◆ What is being asked
Copy out the lines of the records below, and only those lines, from the one with "since the overall" through the one with "assert_eq!(result.pregrowth_tanks.allocated, 40);", exactly as they appear.

[Records from a data collection]
┌──
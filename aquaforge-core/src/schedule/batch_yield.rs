use crate::{
    error::AquaforgeError,
    resources::{self, ResourceRequirement},
};
use aquaforge_schemas::{batch::Batch, facility::FacilityConfiguration, species::PhaseDurations};

const GRAMS_PER_TONNE: f64 = 1_000_000.0;

/// Resources, head counts and output of one batch, independent of where it sits on a timeline.
#[derive(Debug, Clone, PartialEq)]
pub struct BatchYield {
    pub larval_tanks: ResourceRequirement,
    pub pregrowth_tanks: ResourceRequirement,
    pub fattening_cages: ResourceRequirement,
    pub durations: PhaseDurations,
    pub larval_survivors: u64,
    /// Fry leaving pre-growth at about 2 g.
    pub fry_produced: u64,
    pub commercial_fish: u64,
    /// Rounded to two decimals, so schedule totals add up the reported figures.
    pub tonnes_produced: f64,
    /// Commercial fish over larvae seeded, in percent, rounded to one decimal.
    pub overall_survival_pct: f64,
}

fn survivors(count: u64, rates: &[f64]) -> u64 {
    rates
        .iter()
        .fold(count as f64, |heads, rate| heads * rate)
        .floor() as u64
}

/// Rounds to `places` decimals from the exact binary value, with exact ties going to the
/// even digit: 50.25 gives 50.2, and 0.15 (stored just below 0.15) gives 0.1.
pub fn round_decimal(value: f64, places: usize) -> f64 {
    if !value.is_finite() {
        return value;
    }
    format!("{:.*}", places, value).parse().unwrap_or(value)
}

/// Runs a batch through the larval, pre-growth and fattening phases.
///
/// Larval survival is scaled by the operational efficiency; the later phases apply their
/// survival rate alone. Each head count is floored before it feeds the next phase.
///
/// # Errors
///
/// Returns `AquaforgeError::ZeroLarvae` when the batch has no larvae, since the overall
/// survival percentage is undefined.
pub fn compute_batch_yield(
    batch: &Batch,
    config: &FacilityConfiguration,
) -> Result<BatchYield, AquaforgeError> {
    let species = batch.species();
    let larvae = batch.larvae_count();
    if larvae == 0 {
        return Err(AquaforgeError::ZeroLarvae(species.species_name.clone()));
    }
    let rates = &config.rates;

    let larval_tanks = resources::larval_tanks_required(batch, config);
    let larval_survivors = survivors(
        larvae,
        &[rates.larval_survival(), rates.operational_efficiency()],
    );

    let pregrowth_tanks = resources::pregrowth_tanks_required(larval_survivors, config);
    let fry_produced = survivors(larval_survivors, &[rates.pregrowth_survival()]);

    let fattening_cages = resources::fattening_cages_required(fry_produced, species, config);
    let commercial_fish = survivors(fry_produced, &[rates.fattening_survival()]);

    let tonnes_produced = round_decimal(
        commercial_fish as f64 * species.commercial_weight.value / GRAMS_PER_TONNE,
        2,
    );
    let overall_survival_pct = round_decimal(commercial_fish as f64 / larvae as f64 * 100.0, 1);

    Ok(BatchYield {
        larval_tanks,
        pregrowth_tanks,
        fattening_cages,
        durations: species.phase_durations,
        larval_survivors,
        fry_produced,
        commercial_fish,
        tonnes_produced,
        overall_survival_pct,
    })
}

#[cfg(test)]
mod tests {
    use super::*;
    use crate::schedule::test_support::sea_bass;
    use std::sync::Arc;

    #[test]
    fn yield_follows_reference_rates() {
        let config = FacilityConfiguration::default();
        let batch = Batch::new(Arc::new(sea_bass()), 1_200_000);

        let result = compute_batch_yield(&batch, &config).unwrap();
        // 1_200_000 * 0.70 * 0.85 = 714_000
        assert_eq!(result.larval_survivors, 714_000);
        assert_eq!(result.fry_produced, 642_600);
        assert_eq!(result.commercial_fish, 610_470);
        // 610_470 fish at 380 g = 231.9786 t
        assert_eq!(result.tonnes_produced, 231.98);
        assert_eq!(result.overall_survival_pct, 50.9);
        assert_eq!(result.larval_tanks.allocated, 2);
        assert_eq!(result.pregrowth_tanks.allocated, 40);
        assert_eq!(result.fattening_cages.allocated, 43);
        assert_eq!(result.durations.total_days(), 560);
    }

    #[test]
    fn zero_larvae_is_rejected() {
        let config = FacilityConfiguration::default();
        let batch = Batch::new(Arc::new(sea_bass()), 0);
        assert!(matches!(
            compute_batch_yield(&batch, &config),
            Err(AquaforgeError::ZeroLarvae(_))
        ));
    }

    #[test]
    fn perfect_survival_keeps_every_larva() {
        let mut config = FacilityConfiguration::default();
        config.rates.set_larval_survival(1.0);
        config.rates.set_pregrowth_survival(1.0);
        config.rates.set_fattening_survival(1.0);
        config.rates.set_operational_efficiency(1.0);
        let batch = Batch::new(Arc::new(sea_bass()), 1_000);

        let result = compute_batch_yield(&batch, &config).unwrap();
        assert_eq!(result.commercial_fish, 1_000);
        assert_eq!(result.overall_survival_pct, 100.0);
    }

    #[test]
    fn rounding_uses_exact_value_and_even_ties() {
        assert_eq!(round_decimal(50.87, 1), 50.9);
        assert_eq!(round_decimal(50.84, 1), 50.8);
        assert_eq!(round_decimal(0.0, 1), 0.0);
        assert_eq!(round_decimal(50.25, 1), 50.2);
        assert_eq!(round_decimal(50.75, 1), 50.8);
        assert_eq!(round_decimal(0.15, 1), 0.1);
        assert_eq!(round_decimal(0.35, 1), 0.3);
        assert_eq!(round_decimal(2.675, 2), 2.67);
        assert_eq!(round_decimal(231.9786, 2), 231.98);
        assert!(round_decimal(f64::NAN, 1).is_nan());
    }

    #[test]
    fn schedule_totals_add_rounded_tonnes() {
        let config = FacilityConfiguration::default();
        let batches = crate::schedule::test_support::reference_batches();
        let tonnes: Vec<f64> = batches
            .iter()
            .map(|b| compute_batch_yield(b, &config).unwrap().tonnes_produced)
            .collect();
        // 302.18265 t of bream and 1098.846 t of meagre before rounding
        assert_eq!(tonnes, vec![231.98, 302.18, 1098.85]);

        let schedule = crate::schedule::SchedulingPolicy::Sequential
            .schedule(&batches, &config)
            .unwrap();
        assert_eq!(schedule.total_tonnes(), 231.98 + 302.18 + 1098.85);
    }
}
└──
◆ Solution
/// Returns `AquaforgeError::ZeroLarvae` when the batch has no larvae, since the overall
/// survival percentage is undefined.
pub fn compute_batch_yield(
    batch: &Batch,
    config: &FacilityConfiguration,
) -> Result<BatchYield, AquaforgeError> {
    let species = batch.species();
    let larvae = batch.larvae_count();
    if larvae == 0 {
        return Err(AquaforgeError::ZeroLarvae(species.species_name.clone()));
    }
    let rates = &config.rates;

    let larval_tanks = resources::larval_tanks_required(batch, config);
    let larval_survivors = survivors(
        larvae,
        &[rates.larval_survival(), rates.operational_efficiency()],
    );

    let pregrowth_tanks = resources::pregrowth_tanks_required(larval_survivors, config);
    let fry_produced = survivors(larval_survivors, &[rates.pregrowth_survival()]);

    let fattening_cages = resources::fattening_cages_required(fry_produced, species, config);
    let commercial_fish = survivors(fry_produced, &[rates.fattening_survival()]);

    let tonnes_produced = round_decimal(
        commercial_fish as f64 * species.commercial_weight.value / GRAMS_PER_TONNE,
        2,
    );
    let overall_survival_pct = round_decimal(commercial_fish as f64 / larvae as f64 * 100.0, 1);

    Ok(BatchYield {
        larval_tanks,
        pregrowth_tanks,
        fattening_cages,
        durations: species.phase_durations,
        larval_survivors,
        fry_produced,
        commercial_fish,
        tonnes_produced,
        overall_survival_pct,
    })
}

#[cfg(test)]
mod tests {
    use super::*;
    use crate::schedule::test_support::sea_bass;
    use std::sync::Arc;

    #[test]
    fn yield_follows_reference_rates() {
        let config = FacilityConfiguration::default();
        let batch = Batch::new(Arc::new(sea_bass()), 1_200_000);

        let result = compute_batch_yield(&batch, &config).unwrap();
        // 1_200_000 * 0.70 * 0.85 = 714_000
        assert_eq!(result.larval_survivors, 714_000);
        assert_eq!(result.fry_produced, 642_600);
        assert_eq!(result.commercial_fish, 610_470);
        // 610_470 fish at 380 g = 231.9786 t
        assert_eq!(result.tonnes_produced, 231.98);
        assert_eq!(result.overall_survival_pct, 50.9);
        assert_eq!(result.larval_tanks.allocated, 2);
        assert_eq!(result.pregrowth_tanks.allocated, 40);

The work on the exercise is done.